As Election Day approaches, voters should worry whether either Vice President Kamala Harris or former President Donald Trump are awake to and able to handle this immediate danger and its longer-term implications.

Having Pyongyang’s forces fighting in Ukraine would both bolster Moscow tactically and provide those troops with battlefield experience, greatly benefitting them in future conflicts on the Korean Peninsula. Moreover, the risk that, in return, the Kremlin supplies Kim Jong Un with nuclear-weapons and ballistic-missile technology — if it hasn’t already — directly imperils South Korea, Japan and deployed U.S. forces in the region.

By contrast, in 2018, Trump canceled regular U.S.-South Korean “war games” to please Kim, thus compromising allied combat readiness. In a tense environment, where the U.S.-South Korean troops’ preparedness mantra is “Fight Tonight,” this is crucial.

There is no sign that Trump understands his mistake. And Harris’s thoughts on Pyongyang’s menace appear to be a blank slate.

South Korea is hardly standing idly by. Having previously sold tanks, artillery and ammunition to Poland, President Yoon Suk Yeol is currently considering selling weapons to Ukraine. Additionally, Pyongyang’s growing closeness to Moscow, and fears of Washington’s fecklessness, will only increase Seoul’s ongoing debate about whether to acquire an independent nuclear-weapons capability. We are well into uncharted territory.

The broader threat is not just North Korea but the emerging China-Russia axis, now widely understood as a reality, not a prediction. While similar in appearance to the Cold War’s Sino-Soviet alliance, today’s version differs dramatically: China this time is inarguably the dominant partner.

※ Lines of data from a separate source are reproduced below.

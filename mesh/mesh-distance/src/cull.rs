//! Pruning of gathered facets that cannot be nearest to any query point.

use mesh_types::{Aabb, Facet};

/// Smallest worst-case distance from the query region to any facet, and
/// the facet that attains it.
///
/// Every point in `query_bounds` is within the returned distance of that
/// facet. Returns `None` for an empty facet set.
#[must_use]
pub fn cull_bound<F: Facet>(facets: &[F], query_bounds: &Aabb) -> Option<(f64, usize)> {
    facets
        .iter()
        .enumerate()
        .map(|(i, f)| (query_bounds.furthest_possible_distance(&f.extent()), i))
        .min_by(|a, b| a.0.total_cmp(&b.0))
}

/// Indices (ascending) of the facets that may be nearest to some point in
/// `query_bounds`.
///
/// A facet is dropped when even its closest possible distance to the
/// region is no better than the bound from [`cull_bound`]; the facet
/// attaining that bound is always kept, so a non-empty input never culls
/// to nothing.
///
/// # Example
///
/// ```
/// use mesh_distance::cull;
/// use mesh_types::{Aabb, Point3, Segment};
///
/// let near = Segment::planar([0.0, -1.0], [1.0, -1.0]);
/// let far = Segment::planar([0.0, 100.0], [1.0, 100.0]);
/// let region = Aabb::new(Point3::new(0.0, 0.0, 0.0), Point3::new(1.0, 1.0, 0.0));
///
/// assert_eq!(cull(&[far, near], &region), vec![1]);
/// ```
#[must_use]
pub fn cull<F: Facet>(facets: &[F], query_bounds: &Aabb) -> Vec<usize> {
    let Some((bound, witness)) = cull_bound(facets, query_bounds) else {
        return Vec::new();
    };
    facets
        .iter()
        .enumerate()
        .filter(|&(i, f)| i == witness || query_bounds.closest_possible_distance(&f.extent()) < bound)
        .map(|(i, _)| i)
        .collect()
}
//! Rank-based message passing for distributed mesh algorithms.
//!
//! This crate provides the communication layer that distributed workers use
//! to exchange geometry and agree on results:
//!
//! - [`Communicator`] - Point-to-point send/receive, non-blocking requests,
//!   and collectives (gather, broadcast, reductions, barrier)
//! - [`all_gather`], [`broadcast`] and friends - Typed collectives over
//!   [`bytemuck::Pod`] records
//! - [`LocalWorld`] / [`LocalComm`] - In-process transport running one
//!   thread per rank
//!
//! # Layer 0 Crate
//!
//! This is a Layer 0 crate with **zero Bevy dependencies**. Algorithms are
//! written against the [`Communicator`] trait, so the same code runs on the
//! in-process world in tests and on a cluster transport in production.
//!
//! # Collective Semantics
//!
//! - Every rank calls the same collectives in the same order.
//! - Results are in rank order and identical on every rank; reductions
//!   combine contributions in rank order.
//! - [`Communicator::abort`] is cooperative: peers blocked in a receive
//!   return [`CommError::Aborted`].
//!
//! # Example
//!
//! ```
//! use cf_comm::{Communicator, LocalWorld, all_gather};
//!
//! let gathered = LocalWorld::run(3, |comm| {
//!     let mine = vec![comm.rank() as u32; comm.rank() + 1];
//!     all_gather(&comm, &mine)
//! })
//! .unwrap();
//!
//! for result in gathered {
//!     assert_eq!(result.unwrap(), vec![0, 1, 1, 2, 2, 2]);
//! }
//! ```
//!
//! # Quality Standards
//!
//! This crate maintains A-grade standards:
//! - Zero clippy warnings (pedantic + nursery)
//! - No `unwrap()` or `expect()` in library code
//! - Typed decoding rejects malformed payloads instead of panicking

#![warn(missing_docs)]
#![cfg_attr(not(test), deny(clippy::unwrap_used, clippy::expect_used))]

mod collective;
mod communicator;
mod error;
mod local;

pub use collective::{all_gather, all_gather_value, broadcast, broadcast_value, decode, encode};
pub use communicator::{COLLECTIVE_TAG_BASE, Communicator, ReduceOp, Request, Tag};
pub use error::{CommError, CommResult};
pub use local::{LocalComm, LocalWorld};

The axis is far from fully formed. Disagreements and tensions clearly exist, notably over Pyongyang’s increasing affinity for Russia, as Kim emulates his grandfather Kim Il Sung’s uncanny ability to play Moscow off against Beijing.

Contemporaneously with Kim and Vladimir Putin locking step, the Kremlin is also reportedly supplying Yemen’s Iran-backed Houthis with targeting data, thereby augmenting its campaign to effectively close the Suez Canal-Red Sea maritime passage (other than to “friendly” vessels like Russian tankers). Thus, notwithstanding its problems and quirks, the axis and its outriders are rolling along.

Worryingly, however, one variety of America’s contemporary isolationist virus, epitomized by vice presidential nominee Sen. J.D. Vance (R-Ohio), holds that the Middle East and Europe should be downgraded as U.S. priorities in order to focus on China’s threat in Asia, particularly against Taiwan. This menace is indeed real, but far wider than just endangering Taiwan or East Asia generally. While not yet comprehensive or entirely consistent internally, the Beijing-Moscow hazard is worldwide.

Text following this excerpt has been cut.